• **WHAT YOU ARE ASKED TO DO**
Repeat word for word the opening stretch of the entries, from the first line through the line containing "relation. Indices outside".

Start of INFORMATION SUPPLIED

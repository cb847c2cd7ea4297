/// A disjoint-set partition over the elements `0..len`.
///
/// Implementations must keep `union` idempotent and commutative, and
/// `connected` must behave as an equivalence relation. Indices outside
/// `0..len` are a caller bug and may panic.
pub trait DisjointSet {
    /// Creates a partition of `n` singleton components.
    fn with_len(n: usize) -> Self
    where
        Self: Sized;

    /// Number of elements in the partition.
    fn len(&self) -> usize;

    fn is_empty(&self) -> bool {
        self.len() == 0
    }

    /// Number of components currently in the partition.
    fn count(&self) -> usize;

    /// Returns the canonical representative of the component containing `p`.
    fn find(&mut self, p: usize) -> usize;

    /// Merges the components containing `p` and `q`.
    fn union(&mut self, p: usize, q: usize);

    fn connected(&mut self, p: usize, q: usize) -> bool {
        self.find(p) == self.find(q)
    }
}

/// Weighted quick-union with path compression.
///
/// The smaller tree is always hung below the root of the larger one, which
/// keeps trees logarithmically shallow; `find` additionally points every
/// visited node at its grandparent.
#[derive(Debug, Clone, Default)]
pub struct WeightedQuickUnion {
    parent: Vec<usize>,
    size: Vec<usize>,
    count: usize,
}

impl DisjointSet for WeightedQuickUnion {
    fn with_len(n: usize) -> Self {
        Self {
            parent: (0..n).collect(),
            size: vec![1; n],
            count: n,
        }
    }

    fn len(&self) -> usize {
        self.parent.len()
    }

    fn count(&self) -> usize {
        self.count
    }

    fn find(&mut self, mut p: usize) -> usize {
        while self.parent[p] != p {
            let grandparent = self.parent[self.parent[p]];
            self.parent[p] = grandparent;
            p = grandparent;
        }
        p
    }

    fn union(&mut self, p: usize, q: usize) {
        let root_p = self.find(p);
        let root_q = self.find(q);
        if root_p == root_q {
            return;
        }

        if self.size[root_p] < self.size[root_q] {
            self.parent[root_p] = root_q;
            self.size[root_q] += self.size[root_p];
        } else {
            self.parent[root_q] = root_p;
            self.size[root_p] += self.size[root_q];
        }
        self.count -= 1;
    }
}

/// Eager union-find: every element stores its component id directly.
///
/// `connected` is O(1) but `union` touches every element. Useful as a
/// reference implementation when checking structures built on top of
/// [`DisjointSet`].
#[derive(Debug, Clone, Default)]
pub struct QuickFind {
    id: Vec<usize>,
    count: usize,
}

impl DisjointSet for QuickFind {
    fn with_len(n: usize) -> Self {
        Self {
            id: (0..n).collect(),
            count: n,
        }
    }

    fn len(&self) -> usize {
        self.id.len()
    }

    fn count(&self) -> usize {
        self.count
    }

    fn find(&mut self, p: usize) -> usize {
        self.id[p]
    }

    fn union(&mut self, p: usize, q: usize) {
        let p_id = self.id[p];
        let q_id = self.id[q];
        if p_id == q_id {
            return;
        }
        for id in self.id.iter_mut() {
            if *id == p_id {
                *id = q_id;
            }
        }
        self.count -= 1;
    }
}
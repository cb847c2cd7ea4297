use super::error::CollectionError;
use rand::rngs::StdRng;
use rand::seq::SliceRandom;
use rand::{Rng, SeedableRng};
use std::iter::FusedIterator;

const INITIAL_CAPACITY: usize = 1;

/// A queue whose removals pick an item uniformly at random.
///
/// Items occupy a dense prefix of a growable array. Removal swaps the chosen
/// slot with the last occupied one, so the order of the survivors carries no
/// meaning. Capacity doubles when the array is full and halves once occupancy
/// drops to a quarter, which keeps both operations amortized O(1) without
/// thrashing at the boundary.
///
/// The random generator is owned by the queue; use [`with_rng`](Self::with_rng)
/// or [`seeded`](RandomizedQueue::seeded) for reproducible draws.
#[derive(Debug, Clone)]
pub struct RandomizedQueue<T, R = StdRng> {
    items: Vec<T>,
    rng: R,
}

impl<T> RandomizedQueue<T, StdRng> {
    /// Creates an empty queue drawing from an entropy-seeded generator.
    pub fn new() -> Self {
        Self::with_rng(StdRng::from_entropy())
    }

    pub fn seeded(seed: u64) -> Self {
        Self::with_rng(StdRng::seed_from_u64(seed))
    }
}

impl<T> Default for RandomizedQueue<T, StdRng> {
    fn default() -> Self {
        Self::new()
    }
}

impl<T, R: Rng> RandomizedQueue<T, R> {
    pub fn with_rng(rng: R) -> Self {
        Self {
            items: Vec::with_capacity(INITIAL_CAPACITY),
            rng,
        }
    }

    pub fn len(&self) -> usize {
        self.items.len()
    }

    pub fn is_empty(&self) -> bool {
        self.items.is_empty()
    }

    pub fn capacity(&self) -> usize {
        self.items.capacity()
    }

    /// Adds `item`, doubling the backing storage first if it is full.
    pub fn enqueue(&mut self, item: T) {
        if self.items.len() == self.items.capacity() {
            let additional = self.items.capacity().max(INITIAL_CAPACITY);
            self.items.reserve_exact(additional);
        }
        self.items.push(item);
    }

    /// Removes and returns a uniformly random item.
    pub fn dequeue(&mut self) -> Result<T, CollectionError> {
        if self.items.is_empty() {
            return Err(CollectionError::Empty {
                operation: "dequeue",
            });
        }
        let pos = self.rng.gen_range(0..self.items.len());
        let item = self.items.swap_remove(pos);

        let len = self.items.len();
        let capacity = self.items.capacity();
        if len > 0 && len == capacity / 4 {
            self.items.shrink_to(capacity / 2);
        }
        Ok(item)
    }

    /// Returns a uniformly random item without removing it.
    pub fn sample(&mut self) -> Result<&T, CollectionError> {
        if self.items.is_empty() {
            return Err(CollectionError::Empty {
                operation: "sample",
            });
        }
        let pos = self.rng.gen_range(0..self.items.len());
        Ok(&self.items[pos])
    }

    /// Returns an iterator over a shuffled snapshot of the current items.
    ///
    /// The snapshot is taken immediately; later changes to the queue do not
    /// affect it, and every call produces an independent order.
    pub fn iter(&mut self) -> Shuffled<T>
    where
        T: Clone,
    {
        let mut snapshot = self.items.clone();
        snapshot.shuffle(&mut self.rng);
        Shuffled { items: snapshot }
    }
}

impl<T, R: Rng + SeedableRng> RandomizedQueue<T, R> {
    /// Replaces the generator with one seeded from `seed`.
    pub fn reseed(&mut self, seed: u64) {
        self.rng = R::seed_from_u64(seed);
    }
}

impl<T, R: Rng> Extend<T> for RandomizedQueue<T, R> {
    fn extend<I: IntoIterator<Item = T>>(&mut self, iter: I) {
        for item in iter {
            self.enqueue(item);
        }
    }
}

impl<T, R: Rng> IntoIterator for RandomizedQueue<T, R> {
    type Item = T;
    type IntoIter = Shuffled<T>;

    /// Consumes the queue, yielding its items in a uniformly random order.
    fn into_iter(mut self) -> Self::IntoIter {
        self.items.shuffle(&mut self.rng);
        Shuffled { items: self.items }
    }
}

/// Items of a [`RandomizedQueue`] in a fixed, uniformly shuffled order.
#[derive(Debug, Clone)]
pub struct Shuffled<T> {
    items: Vec<T>,
}

impl<T> Iterator for Shuffled<T> {
    type Item = T;

    fn next(&mut self) -> Option<T> {
        self.items.pop()
    }

    fn size_hint(&self) -> (usize, Option<usize>) {
        (self.items.len(), Some(self.items.len()))
    }
}

impl<T> ExactSizeIterator for Shuffled<T> {}
impl<T> FusedIterator for Shuffled<T> {}
use super::config::ConfigError;
use crate::collections::CollectionError;
use crate::core::grid::GridError;
use thiserror::Error;

#[derive(Debug, Error)]
pub enum EngineError {
    #[error("Invalid trial count {0}: at least one trial is required")]
    InvalidTrialCount(usize),

    #[error("Grid operation failed: {source}")]
    Grid {
        #[from]
        source: GridError,
    },

    #[error("Container operation failed: {source}")]
    Collection {
        #[from]
        source: CollectionError,
    },

    #[error(transparent)]
    Config(#[from] ConfigError),

    #[error("Requested {requested} item(s) but only {available} were provided")]
    InsufficientItems { requested: usize, available: usize },

    #[error("I/O error: {0}")]
    Io(#[from] std::io::Error),

    #[error("Failed to write trial data: {0}")]
    Csv(#[from] csv::Error),
}
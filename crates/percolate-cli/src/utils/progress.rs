use indicatif::{ProgressBar, ProgressDrawTarget, ProgressState, ProgressStyle};
use percolate::engine::progress::{Progress, ProgressCallback};
use tracing::warn;

/// Drives an `indicatif` bar on stderr from estimator progress events.
#[derive(Clone)]
pub struct CliProgressHandler {
    pb: ProgressBar,
}

impl CliProgressHandler {
    pub fn new() -> Self {
        Self::with_draw_target(ProgressDrawTarget::stderr())
    }

    /// A handler that tracks state but never draws.
    pub fn hidden() -> Self {
        Self::with_draw_target(ProgressDrawTarget::hidden())
    }

    fn with_draw_target(target: ProgressDrawTarget) -> Self {
        let pb = ProgressBar::with_draw_target(Some(0), target);
        Self { pb }
    }

    pub fn get_callback(&self) -> ProgressCallback<'static> {
        let pb = self.pb.clone();

        Box::new(move |progress: Progress| match progress {
            Progress::EstimationStart { grid_size, trials } => {
                pb.reset();
                pb.set_length(trials as u64);
                pb.set_position(0);
                pb.set_style(Self::bar_style());
                pb.set_message(format!("{0}x{0} grid", grid_size));
            }
            Progress::TrialComplete { .. } => {
                pb.inc(1);
            }
            Progress::EstimationFinish => {
                pb.finish_and_clear();
            }
            Progress::Message(msg) => {
                if pb.is_finished() {
                    pb.set_message(msg);
                } else {
                    pb.println(format!("  {}", msg));
                }
            }
        })
    }

    fn bar_style() -> ProgressStyle {
        match ProgressStyle::with_template("{msg:<14} [{bar:40.cyan/blue}] {pos}/{len} ({eta})") {
            Ok(style) => style
                .with_key(
                    "eta",
                    |state: &ProgressState, w: &mut dyn std::fmt::Write| {
                        let _ = write!(w, "{:.1}s", state.eta().as_secs_f64());
                    },
                )
                .progress_chars("##-"),
            Err(e) => {
                warn!("Invalid progress bar template: {}", e);
                ProgressStyle::default_bar()
            }
        }
    }
}

impl Default for CliProgressHandler {
    fn default() -> Self {
        Self::new()
    }
}
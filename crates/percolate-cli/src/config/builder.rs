use super::defaults::DefaultsConfig;
use super::file::{FileConfig, FileEstimationConfig, FileRandomConfig, FileSubsetConfig};
use super::models::{StatsAppConfig, SubsetAppConfig};
use crate::cli::{StatsArgs, SubsetArgs};
use crate::error::{CliError, Result};
use percolate::engine::config as core_config;
use std::path::{Path, PathBuf};
use tracing::debug;

/// Resolves the `stats` settings. Command-line flags win over `--set`
/// values, which win over the config file, which wins over the defaults.
pub fn build_stats_config(args: &StatsArgs) -> Result<StatsAppConfig> {
    let defaults = DefaultsConfig::default();
    let file_config = apply_set_values(load_file_config(args.config.as_deref())?, &args.set_values)?;

    let seed = args.seed.or(file_config.seed()).or(defaults.seed);
    let show_progress = if args.no_progress {
        false
    } else {
        file_config.progress().unwrap_or(defaults.show_progress)
    };
    let trials_csv = args
        .trials_out
        .clone()
        .or_else(|| file_config.trials_csv().map(Path::to_path_buf))
        .or(defaults.trials_csv);

    let core_config = core_config::EstimationConfigBuilder::new()
        .grid_size(args.grid_size)
        .trials(args.trials)
        .seed(seed)
        .build()
        .map_err(|e| CliError::Config(e.to_string()))?;

    debug!(?core_config, show_progress, ?trials_csv, "Resolved stats configuration");
    Ok(StatsAppConfig {
        core_config,
        trials_csv,
        show_progress,
    })
}

/// Resolves the `subset` settings with the same precedence as
/// [`build_stats_config`].
pub fn build_subset_config(args: &SubsetArgs) -> Result<SubsetAppConfig> {
    let defaults = DefaultsConfig::default();
    let file_config = apply_set_values(load_file_config(args.config.as_deref())?, &args.set_values)?;

    let seed = args.seed.or(file_config.seed()).or(defaults.seed);
    let input = args
        .input
        .clone()
        .or_else(|| file_config.subset_input().map(Path::to_path_buf))
        .or(defaults.subset_input);

    let core_config = core_config::SubsetConfigBuilder::new()
        .count(args.count)
        .seed(seed)
        .build()
        .map_err(|e| CliError::Config(e.to_string()))?;

    debug!(?core_config, ?input, "Resolved subset configuration");
    Ok(SubsetAppConfig { core_config, input })
}

fn load_file_config(path: Option<&Path>) -> Result<FileConfig> {
    match path {
        Some(path) => FileConfig::from_file(path),
        None => Ok(FileConfig::default()),
    }
}

fn apply_set_values(mut config: FileConfig, set_values: &[String]) -> Result<FileConfig> {
    for kv_pair in set_values {
        let (key, value_str) = kv_pair.split_once('=').ok_or_else(|| {
            CliError::Config(format!(
                "Invalid --set format: '{}'. Expected KEY=VALUE.",
                kv_pair
            ))
        })?;

        match key.trim() {
            "random.seed" => {
                config
                    .random
                    .get_or_insert_with(FileRandomConfig::default)
                    .seed = Some(value_str.trim().parse().map_err(|_| {
                    CliError::Config(format!("Invalid integer value for {}: {}", key, value_str))
                })?);
            }
            "estimation.trials-csv" => {
                config
                    .estimation
                    .get_or_insert_with(FileEstimationConfig::default)
                    .trials_csv = Some(PathBuf::from(value_str.trim()));
            }
            "estimation.progress" => {
                config
                    .estimation
                    .get_or_insert_with(FileEstimationConfig::default)
                    .progress = Some(value_str.trim().parse().map_err(|_| {
                    CliError::Config(format!("Invalid boolean value for {}: {}", key, value_str))
                })?);
            }
            "subset.input" => {
                config
                    .subset
                    .get_or_insert_with(FileSubsetConfig::default)
                    .input = Some(PathBuf::from(value_str.trim()));
            }
            other => {
                return Err(CliError::Config(format!(
                    "Unsupported configuration key for --set: '{}'",
                    other
                )));
            }
        }
    }
    Ok(config)
}
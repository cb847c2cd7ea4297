//! Descriptive statistics over trial samples.

/// Two-sided 95% z-score used for confidence intervals.
pub const Z_95: f64 = 1.96;

/// Arithmetic mean; `NaN` for an empty slice.
pub fn mean(samples: &[f64]) -> f64 {
    if samples.is_empty() {
        return f64::NAN;
    }
    samples.iter().sum::<f64>() / samples.len() as f64
}

/// Sample variance with an `n - 1` denominator.
///
/// A single sample has zero variance; an empty slice yields `NaN`.
pub fn variance(samples: &[f64]) -> f64 {
    match samples.len() {
        0 => f64::NAN,
        1 => 0.0,
        n => {
            let mu = mean(samples);
            let sum_sq: f64 = samples.iter().map(|x| (x - mu) * (x - mu)).sum();
            sum_sq / (n - 1) as f64
        }
    }
}

/// Sample standard deviation, the square root of [`variance`].
pub fn stddev(samples: &[f64]) -> f64 {
    variance(samples).sqrt()
}

/// Returns `(lo, hi)` of the 95% confidence interval `mean ± 1.96·stddev/√n`.
pub fn confidence_interval(mean: f64, stddev: f64, n: usize) -> (f64, f64) {
    let half_width = Z_95 * stddev / (n as f64).sqrt();
    (mean - half_width, mean + half_width)
}
//! # Engine Module
//!
//! Stateful machinery behind the workflows: configuration, error handling,
//! progress reporting, descriptive statistics, and the Monte-Carlo simulation
//! itself.
//!
//! - **Configuration** ([`config`]) - Validated run parameters and their builders
//! - **Simulation** ([`trial`], [`estimator`]) - Single percolation trials and the
//!   [`PercolationStats`](estimator::PercolationStats) estimator built from them
//! - **Statistics** ([`stats`]) - Mean, sample standard deviation, and confidence intervals
//! - **Progress Monitoring** ([`progress`]) - Callback-based progress events
//! - **Error Handling** ([`error`]) - The [`EngineError`](error::EngineError) type

pub mod config;
pub mod error;
pub mod estimator;
pub mod progress;
pub mod stats;
pub mod trial;
pub(crate) mod utils;
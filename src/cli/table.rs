//! Plain-text tables and CSV shared by the listing commands.

use std::io::{self, Write};

/// Rows of cells under a fixed set of headers.
#[derive(Debug, Clone, Default)]
pub struct Table {
    headers: Vec<&'static str>,
    rows: Vec<Vec<String>>,
}

impl Table {
    pub fn new(headers: impl IntoIterator<Item = &'static str>) -> Self {
        Self {
            headers: headers.into_iter().collect(),
            rows: Vec::new(),
        }
    }

    pub fn push(&mut self, row: Vec<String>) {
        debug_assert_eq!(row.len(), self.headers.len());
        self.rows.push(row);
    }

    /// Writes an aligned table.
    ///
    /// In quiet mode the headers are dropped and cells are tab separated.
    pub fn write(&self, out: &mut impl Write, quiet: bool) -> io::Result<()> {
        if quiet {
            for row in &self.rows {
                writeln!(out, "{}", row.join("\t"))?;
            }
            return Ok(());
        }

        // Widths count characters, not bytes, so accented names line up.
        let widths = self
            .headers
            .iter()
            .enumerate()
            .map(|(idx, header)| {
                self.rows
                    .iter()
                    .map(|row| row[idx].chars().count())
                    .max()
                    .unwrap_or(0)
                    .max(header.chars().count())
            })
            .collect::<Vec<_>>();

        write_row(out, self.headers.iter().copied(), &widths)?;
        let rules = widths.iter().map(|&width| "-".repeat(width)).collect::<Vec<_>>();
        write_row(out, rules.iter().map(String::as_str), &widths)?;

        for row in &self.rows {
            write_row(out, row.iter().map(String::as_str), &widths)?;
        }

        Ok(())
    }

    /// Writes the table as CSV, with a header line unless `quiet`.
    pub fn write_csv(&self, out: &mut impl Write, quiet: bool) -> io::Result<()> {
        if !quiet {
            let header_line = self
                .headers
                .iter()
                .map(|header| csv_escape(header))
                .collect::<Vec<_>>()
                .join(",");
            writeln!(out, "{header_line}")?;
        }

        for row in &self.rows {
            let line = row
                .iter()
                .map(|value| csv_escape(value))
                .collect::<Vec<_>>()
                .join(",");
            writeln!(out, "{line}")?;
        }

        Ok(())
    }
}

fn write_row<'a>(
    out: &mut impl Write,
    cells: impl Iterator<Item = &'a str>,
    widths: &[usize],
) -> io::Result<()> {
    let line = cells
        .zip(widths)
        .map(|(value, &width)| format!("{value:<width$}"))
        .collect::<Vec<_>>()
        .join("  ");
    writeln!(out, "{}", line.trim_end())
}

fn csv_escape(value: &str) -> String {
    if value.contains(',') || value.contains('"') || value.contains('\n') || value.contains('\r') {
        let escaped = value.replace('"', "\"\"");
        format!("\"{escaped}\"")
    } else {
        value.to_string()
    }
}

/// Skips `offset` items, then keeps at most `limit`.
pub fn page<T>(items: Vec<T>, offset: Option<usize>, limit: usize) -> Vec<T> {
    items
        .into_iter()
        .skip(offset.unwrap_or(0))
        .take(limit)
        .collect()
}
use std::io::{self, Write};

use clap::{Parser, ValueEnum};
use roster::{DataDir, IntegrityReport, Store};
use serde_json::json;
use tracing::instrument;

use super::terminal::Colorize;

#[derive(Debug, Parser)]
#[command(about = "Check the roster for dangling references and duplicate ids")]
pub struct Validate {
    /// Output format
    #[arg(long, value_name = "FORMAT", value_enum, default_value_t)]
    output: OutputFormat,
}

#[derive(Debug, Clone, Copy, Default, ValueEnum)]
enum OutputFormat {
    #[default]
    Table,
    Json,
}

impl Validate {
    #[instrument(level = "debug", skip_all)]
    pub fn run(self, data: &DataDir) -> anyhow::Result<()> {
        let store = data.load()?;
        let report = self.render(&store, &mut io::stdout().lock())?;

        // Exit with appropriate code
        if !report.is_clean() {
            std::process::exit(2);
        }

        Ok(())
    }

    /// Audits the store and writes the report.
    pub fn render(&self, store: &Store, out: &mut impl Write) -> anyhow::Result<IntegrityReport> {
        let report = IntegrityReport::audit(&store.snapshot());

        match self.output {
            OutputFormat::Table => output_table(&report, store, out)?,
            OutputFormat::Json => {
                let output = json!({
                    "status": if report.is_clean() { "healthy" } else { "issues_found" },
                    "findings": report.findings(),
                    "summary": {
                        "students": store.students().len(),
                        "relationships": store.relationships().len(),
                        "total_issues": report.len(),
                    }
                });
                writeln!(out, "{}", serde_json::to_string_pretty(&output)?)?;
            }
        }

        Ok(report)
    }
}

fn output_table(report: &IntegrityReport, store: &Store, out: &mut impl Write) -> io::Result<()> {
    let students = store.students().len();
    let relationships = store.relationships().len();

    if report.is_clean() {
        return writeln!(
            out,
            "{}",
            format!(
                "✓ Roster is consistent ({students} students, {relationships} relationships)"
            )
            .success()
        );
    }

    writeln!(
        out,
        "{}",
        format!("✗ {} issues found", report.len()).warning()
    )?;
    for finding in report.findings() {
        writeln!(out, "  • {finding}")?;
    }

    Ok(())
}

End of INFORMATION SUPPLIED

• **YOUR RESPONSE**
repository cb847c2cd7ea4297
/// A disjoint-set partition over the elements `0..len`.
///
/// Implementations must keep `union` idempotent and commutative, and
/// `connected` must behave as an equivalence relation. Indices outside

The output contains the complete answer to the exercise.